The publication Wind Speaker noted:
“While other laws, regulations and the government policy of respecting the inherent right of First Nations to govern themselves have made it more difficult for grassroots members to demand and receive access to council information and enforce accountability, the judge’s decision in Frank v. Bottle states without question that band councils are federal boards that are subject to Canadian law. That allows recourse to grassroots members to appeal council decisions that are seen as arbitrary or unfair.”
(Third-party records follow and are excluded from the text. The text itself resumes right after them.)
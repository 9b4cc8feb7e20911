//! Entry points for training, evaluation and trajectory sampling.
use crate::{
    agent::{RandomSearch, RandomSearchConfig},
    config::{EvalSpec, SampleSpec, TrainSpec},
};
use anyhow::Result;
use armbox_core::{
    proprioception::Proprioception,
    record::{NullRecorder, Recorder},
    trajectory::TrajectorySampler,
    Agent, DefaultEvaluator, Env, Evaluator, MuscleSim, Trainer,
};
use armbox_planar::{PlanarArm, ReachEnv, ReachEnvConfig};
use armbox_tensorboard::TensorboardRecorder;
use log::info;
use ndarray::Array3;
use rand::{rngs::StdRng, SeedableRng};
use std::path::Path;

fn build_agent(env: &ReachEnvConfig, agent: &RandomSearchConfig) -> Result<RandomSearch> {
    // Probe the backend for the observation and action dimensions.
    let arm = PlanarArm::build(&env.arm)?;
    let extractor = Proprioception::new(&env.proprioception);
    let in_dim = extractor.observation_len(&arm);
    let out_dim = arm.num_actuators();
    RandomSearch::build(agent, in_dim, out_dim)
}

/// Trains a policy on the reaching task.
///
/// Checkpoints go under the trainer's `model_dir` and TFRecord logs under
/// `(model_dir)/tb`; records are discarded when no model directory is
/// configured.
pub fn train(spec: &TrainSpec) -> Result<()> {
    let env = ReachEnv::build(&spec.env, spec.seed)?;
    let mut agent = build_agent(&spec.env, &spec.agent)?;
    let mut evaluator =
        DefaultEvaluator::<ReachEnv>::new(&spec.env, spec.seed.wrapping_add(1), spec.eval_episodes)?;

    let mut recorder: Box<dyn Recorder> = match spec.trainer.model_dir.as_ref() {
        Some(model_dir) => Box::new(TensorboardRecorder::new(format!("{}/tb", model_dir))),
        None => Box::new(NullRecorder {}),
    };

    let mut trainer = Trainer::build(spec.trainer.clone());
    trainer.train(env, &mut agent, recorder.as_mut(), &mut evaluator)?;

    Ok(())
}

/// Evaluates a trained policy and returns the mean episode return.
///
/// Loads the parameters saved under `(model_dir)/best` by [`train`].
pub fn evaluate(spec: &EvalSpec) -> Result<f32> {
    let mut agent = build_agent(&spec.env, &spec.agent)?;
    Agent::<ReachEnv>::load_params(&mut agent, &Path::new(&spec.model_dir).join("best"))?;
    Agent::<ReachEnv>::eval(&mut agent);

    let mut evaluator = DefaultEvaluator::<ReachEnv>::new(&spec.env, spec.seed, spec.n_episodes)?;
    let mean_return = evaluator.evaluate(&mut agent)?;
    info!(
        "mean episode return over {} episodes: {:.3}",
        spec.n_episodes, mean_return
    );

    Ok(mean_return)
}

/// Collects random trajectories from the arm and writes them to a CSV file.
///
/// Each row is one retained step: trajectory index, step index, then one
/// column per independent joint. Returns the recorded array of shape
/// `(num_trajectories, retained_steps, num_joints)`.
pub fn sample_trajectories(spec: &SampleSpec, out: impl AsRef<Path>) -> Result<Array3<f64>> {
    let mut arm = PlanarArm::build(&spec.arm)?;
    let sampler = TrajectorySampler::new(spec.trajectory.clone());
    let mut rng = StdRng::seed_from_u64(spec.seed);

    let states = sampler.sample(&mut arm, &mut rng)?;

    let (num_trajectories, num_steps, num_joints) = states.dim();
    let mut writer = csv::Writer::from_path(out.as_ref())?;
    let mut header = vec!["trajectory".to_string(), "step".to_string()];
    header.extend((0..num_joints).map(|j| format!("q{}", j)));
    writer.write_record(&header)?;
    for traj_ix in 0..num_trajectories {
        for step_ix in 0..num_steps {
            let mut row = vec![traj_ix.to_string(), step_ix.to_string()];
            row.extend(
                states
                    .slice(ndarray::s![traj_ix, step_ix, ..])
                    .iter()
                    .map(|q| q.to_string()),
            );
            writer.write_record(&row)?;
        }
    }
    writer.flush()?;

    info!(
        "wrote {} trajectories of {} steps to {:?}",
        num_trajectories,
        num_steps,
        out.as_ref()
    );

    Ok(states)
}
use super::{Record, Recorder};

/// A recorder that ignores any record.
pub struct NullRecorder {}

impl Recorder for NullRecorder {
    /// Discard the given record.
    fn write(&mut self, _step: usize, _record: Record) {}
}
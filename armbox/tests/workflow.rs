use anyhow::Result;
use armbox::{
    config::{EvalSpec, SampleSpec, TrainSpec},
    evaluate, sample_trajectories, train,
};
use armbox_core::{trajectory::TrajectoryConfig, TrainerConfig};
use armbox_planar::ReachEnvConfig;
use std::{fs, path::Path};
use tempdir::TempDir;

#[test]
fn train_then_evaluate() -> Result<()> {
    let dir = TempDir::new("workflow")?;
    let model_dir = dir.path().join("reach").to_string_lossy().into_owned();

    let env = ReachEnvConfig {
        max_episode_steps: 20,
        ..Default::default()
    };
    let spec = TrainSpec {
        trainer: TrainerConfig::default()
            .max_opts(2)
            .opt_interval(2 * env.max_episode_steps)
            .eval_interval(1)
            .save_interval(1)
            .flush_record_interval(1)
            .model_dir(&model_dir),
        env,
        eval_episodes: 1,
        ..Default::default()
    };
    train(&spec)?;

    let best = Path::new(&model_dir).join("best");
    assert!(best.join("policy.bincode").is_file());
    // Interval checkpoints for both optimization steps.
    assert!(Path::new(&model_dir).join("1").is_dir());
    assert!(Path::new(&model_dir).join("2").is_dir());

    let eval_spec = EvalSpec {
        env: spec.env.clone(),
        agent: spec.agent.clone(),
        model_dir,
        n_episodes: 1,
        seed: 1,
    };
    let mean_return = evaluate(&eval_spec)?;
    assert!(mean_return.is_finite());
    // Rewards are negative distances, so returns cannot be positive.
    assert!(mean_return <= 0.0);

    Ok(())
}

#[test]
fn sample_writes_csv() -> Result<()> {
    let dir = TempDir::new("sample")?;
    let out = dir.path().join("trajectories.csv");

    let spec = SampleSpec {
        trajectory: TrajectoryConfig::default()
            .num_trajectories(2)
            .duration_secs(1.0)
            .warmup_secs(0.5),
        seed: 5,
        ..Default::default()
    };
    let states = sample_trajectories(&spec, &out)?;
    // dt = 0.01 s: 100 raw steps per trajectory, the first 50 dropped.
    assert_eq!(states.dim(), (2, 50, 2));

    let contents = fs::read_to_string(&out)?;
    let mut lines = contents.lines();
    assert_eq!(lines.next(), Some("trajectory,step,q0,q1"));
    assert_eq!(lines.count(), 100);

    Ok(())
}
On September 26, 1996 Frank shipped half a truckload of Barley, that had been grown on his Reserve, in a native owned truck, to a buyer in the nearby Blackfoot Reservation in Montana. Frank was charged with exporting grain without a valid export license. Frank was convicted, and received an absolute discharge, on September 15, 1999. Garry Brietkreuz, a Canadian Member of Parliament, contrasting Frank’s discharge with the sentences other farmer’s received, noted:
“However, Frank was given an absolute discharge because Justice Stevens-Guille didn’t think he was selling the grain to make a profit, but was doing it to challenge the current law.”
Frank ran for Chief again, in 2005. Frank was not elected Chief, but as one of the runners-up with the most votes, he won a seat on the Band Council.
Frank appeared before the Standing Senate Committee on Aboriginal Peoples on October 27, 2005.